セミナーを実施したり、社内提示版を活用したりすることで、しっかりと説明を行い、従業員に理解してもらうことが重要になります。
導入効果の測定が難しい
メンタルヘルスマネジメントは心の問題に対して改善活動のため、目に見えるわかりやすい効果を示すことが困難です。
そのため、せっかく実行しても効果を実感しにくいため、モチベーションが下がってしまう可能性があります。
それを防ぐために、計画的に活動を継続していくことが重要です。
浸透するまで時間が必要
形だけのメンタルヘルスマネジメントを実施することは容易ですが、十分な機能を果たすレベルまで会社全体に浸透させることは簡単ではありません。
長期的な視野をもって、結果が見えにくいことを焦らず、じっくりと続けていくことが必要になります。
プライバシーの問題
従業員にとって、個人情報を取り扱うことになるため、情報の機密性が担保されていることが重要になってきます。
従業員の理解を得られないと、職場改善をするための情報を得られないだけでなく、医師との面談など、ケアのために必要な行動に対しても躊躇してしまう可能性があります。
適切な対処を怠ることで逆効果になる
ストレスチェックなどによって、高ストレス者や職場の問題点を把握できたとしても、適切な処置を取らないと意味がありません。
さらに、問題点がわかっていながら放置し、それが原因で災害が起きてしまうと、企業は安全配慮義務を問われることになります。
また、高ストレス者と判定されたことでショックを受け、自分は病気だと思い込んでしまう従業員もいるため、ストレスチェック後のフォローも重要です。
ストレスチェックの実施
労働安全衛生法の改正によって、2015年12月以降、従業員が50人以上所属する事業所はストレスチェックの実施が義務付けられました。
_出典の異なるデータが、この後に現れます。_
//! # Stocktake Stores
//!
//! In-memory implementations of the storage abstractions defined in
//! stocktake-core: the inventory store, the robot signal channel, and the
//! operation audit log.
//!
//! Every implementation is process-local; nothing survives a restart. The
//! deployment runs one orchestrator process, so the signal channel never
//! needs to cross a process boundary either.

mod audit_log;
mod inventory_store;
mod signal_channel;

pub use audit_log::InMemoryAuditLog;
pub use inventory_store::InMemoryInventoryStore;
pub use signal_channel::InProcessSignalChannel;

// Re-export the trait surface for convenience.
pub use stocktake_core::store::{AuditLog, InventoryStore, SignalChannel, StoreError};
//! # Stocktake API
//!
//! Service facade and wire types for the stocktake inventory HTTP surface.
//! The axum server in apps/stocktake-server stays a thin translation layer;
//! request validation, state access and robot-report fan-out live here.

mod dto;
mod error;
mod service;

pub use dto::{
    BinProgressView, OperationView, RecentOperationsView, RobotReportAck, RobotReportRequest,
    StartInventoryRequest, StartInventoryResponse, TaskProgressView,
};
pub use error::{ApiError, ErrorCode};
pub use service::InventoryApi;
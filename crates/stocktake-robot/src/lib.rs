//! # Stocktake Robot
//!
//! HTTP client for the robot control system (RCS): route submission and
//! the "continue to next bin" trigger.

mod client;

pub use client::{HttpRobotCommander, RobotClientConfig};

// Re-export the trait surface for convenience.
pub use stocktake_core::command::{CommandAck, CommandError, RobotCommander};
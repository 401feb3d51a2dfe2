use async_trait::async_trait;
use log::{info, warn};
use std::path::{Component, Path, PathBuf};
use std::sync::atomic::{AtomicU64, Ordering};
use std::time::{SystemTime, UNIX_EPOCH};
use thiserror::Error;

/// Folder for post images.
pub const IMAGES: &str = "images";
/// Folder for profile pictures.
pub const AVATARS: &str = "avatars";

#[derive(Debug, Error)]
pub enum MediaStoreError {
    #[error("not_found")]
    NotFound,
    #[error("invalid key: {0}")]
    InvalidKey(String),
    #[error("io: {0}")]
    Io(#[from] std::io::Error),
}

/// Blob storage for uploaded files, addressed by relative keys like
/// `images/1700000000_0_cat.png`.
#[async_trait]
pub trait MediaStore: Send + Sync {
    async fn save(&self, key: &str, bytes: &[u8]) -> Result<(), MediaStoreError>;
    /// Bytes plus a sniffed MIME type.
    async fn load(&self, key: &str) -> Result<(Vec<u8>, String), MediaStoreError>;
    async fn delete(&self, key: &str) -> Result<(), MediaStoreError>;
}

/// Public URL a stored key is served under.
pub fn public_url(key: &str) -> String {
    format!("/uploads/{key}")
}

/// Inverse of [`public_url`]; `None` for URLs this store did not hand out.
pub fn key_from_url(url: &str) -> Option<&str> {
    url.strip_prefix("/uploads/").filter(|k| !k.is_empty())
}

pub fn sniff_mime(bytes: &[u8]) -> String {
    infer::get(bytes)
        .map(|t| t.mime_type().to_string())
        .unwrap_or_else(|| "application/octet-stream".into())
}

/// Keep ascii alphanumerics, `.`, `-` and `_`; everything else becomes `_`.
pub fn sanitize_filename(name: &str) -> String {
    let base = name.rsplit(['/', '\\']).next().unwrap_or_default();
    let cleaned: String = base
        .chars()
        .map(|c| if c.is_ascii_alphanumeric() || matches!(c, '.' | '-' | '_') { c } else { '_' })
        .collect();
    let cleaned = cleaned.trim_start_matches('.');
    if cleaned.is_empty() { "upload".to_string() } else { cleaned.to_string() }
}

static UPLOAD_SEQ: AtomicU64 = AtomicU64::new(0);

/// `{folder}/{unix_nanos}_{seq}_{sanitized}`; the sequence keeps keys unique
/// when two uploads land in the same nanosecond.
pub fn upload_key(folder: &str, filename: &str) -> String {
    let nanos = SystemTime::now().duration_since(UNIX_EPOCH).map(|d| d.as_nanos()).unwrap_or_default();
    let seq = UPLOAD_SEQ.fetch_add(1, Ordering::Relaxed);
    format!("{folder}/{nanos}_{seq}_{}", sanitize_filename(filename))
}

fn checked_relative(key: &str) -> Result<&Path, MediaStoreError> {
    let path = Path::new(key);
    if key.is_empty() || !path.components().all(|c| matches!(c, Component::Normal(_))) {
        return Err(MediaStoreError::InvalidKey(key.to_string()));
    }
    Ok(path)
}

// ---------------- Filesystem implementation ----------------
pub struct FsMediaStore {
    root: PathBuf,
}

impl FsMediaStore {
    pub fn new(root: impl Into<PathBuf>) -> Self {
        Self { root: root.into() }
    }

    pub fn root(&self) -> &Path {
        &self.root
    }

    fn path_for(&self, key: &str) -> Result<PathBuf, MediaStoreError> {
        Ok(self.root.join(checked_relative(key)?))
    }
}

#[async_trait]
impl MediaStore for FsMediaStore {
    async fn save(&self, key: &str, bytes: &[u8]) -> Result<(), MediaStoreError> {
        let path = self.path_for(key)?;
        if let Some(dir) = path.parent() {
            tokio::fs::create_dir_all(dir).await?;
        }
        tokio::fs::write(&path, bytes).await?;
        info!("stored upload key={key} size={}", bytes.len());
        Ok(())
    }

    async fn load(&self, key: &str) -> Result<(Vec<u8>, String), MediaStoreError> {
        let path = self.path_for(key)?;
        match tokio::fs::read(&path).await {
            Ok(bytes) => {
                let mime = sniff_mime(&bytes);
                Ok((bytes, mime))
            }
            Err(e) if e.kind() == std::io::ErrorKind::NotFound => Err(MediaStoreError::NotFound),
            Err(e) => Err(e.into()),
        }
    }

    async fn delete(&self, key: &str) -> Result<(), MediaStoreError> {
        let path = self.path_for(key)?;
        // Best-effort delete: treat not found as success
        match tokio::fs::remove_file(&path).await {
            Ok(()) => Ok(()),
            Err(e) if e.kind() == std::io::ErrorKind::NotFound => Ok(()),
            Err(e) => {
                warn!("delete failed key={key}: {e}");
                Err(e.into())
            }
        }
    }
}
実施することで、高ストレス者の抽出や職場の問題点を浮き彫りにすることができ、改善に向けての対策が取りやすくなります。
また、高ストレス者と判定された場合、本人が希望すれば医師との面談が可能であり、医学的な知見からのアドバイスを受けることができます。
メンタルヘルスマネジメントの具体的な5つの方法
研修や情報提供
メンタルヘルスマネジメントの効果を最大限にするためには、従業員に目的を理解してもらう必要があります。
そのため、研修を実施したり、提示版などで情報提供をしたりすることで、社内に周知させていかなければなりません。
特に、個人情報の機密性が担保されていることや、高ストレス者と判定されたとしても評価に影響を与えないこと、などを丁寧に説明していくことが重要です。
管理監督者によるケア
メンタルヘルス不調の早期発見、早期対応のためには、部下にとって身近な存在である上司の役割は重要です。
メンタルヘルスマネジメントの正しい知識をつけることができるように、管理職向けの研修会などを実施する必要があります。
また、部下のちょっとした異変に気づくために、普段から部下とコミュニケーションを取り、注意深く言動を観察することも大切です。
社内に相談窓口を設置
衛生管理者や人事労務スタッフなどの中から担当者を選出し、相談窓口を設置します。
担当者は従業員から受けた相談内容に応じて、場合によっては産業医などの専門家と連携しながら対処していきます。
また、対面だけでなく、電話やメールでもやり取りができるようにするなど、従業員が相談しやすい環境を作っていく必要があります。
社外の専門機関との連携
病院や保健所、カウンセラーなどの社外の専門機関や専門家と連携して、メンタルヘルスマネジメントに取り組んでいきます。
社内で全て対応をすることは難しいため、様々な外部資源を活用することで、メンタルヘルスの問題に幅広く対応できるようにする必要があります。
プライバシーの観点から、社内で相談することに抵抗を感じている従業員も、社外であれば相談しやすくなる可能性があります。
まとめ
メンタルヘルスマネジメントを実施することで、生産性の向上やリスク回避などの大きなメリットを企業にもたらすことができます。
その効果を最大限に発揮するためには、従業員に正しいメンタルヘルスの知識を周知させることが必要になってきます。
そのためには、研修の実施や提示版による情報提供などの活動を、継続的に行っていくことが重要です。
従業員が安心して働ける職場環境を構築するために、メンタルヘルスマネジメントを効果的に実施していきましょう。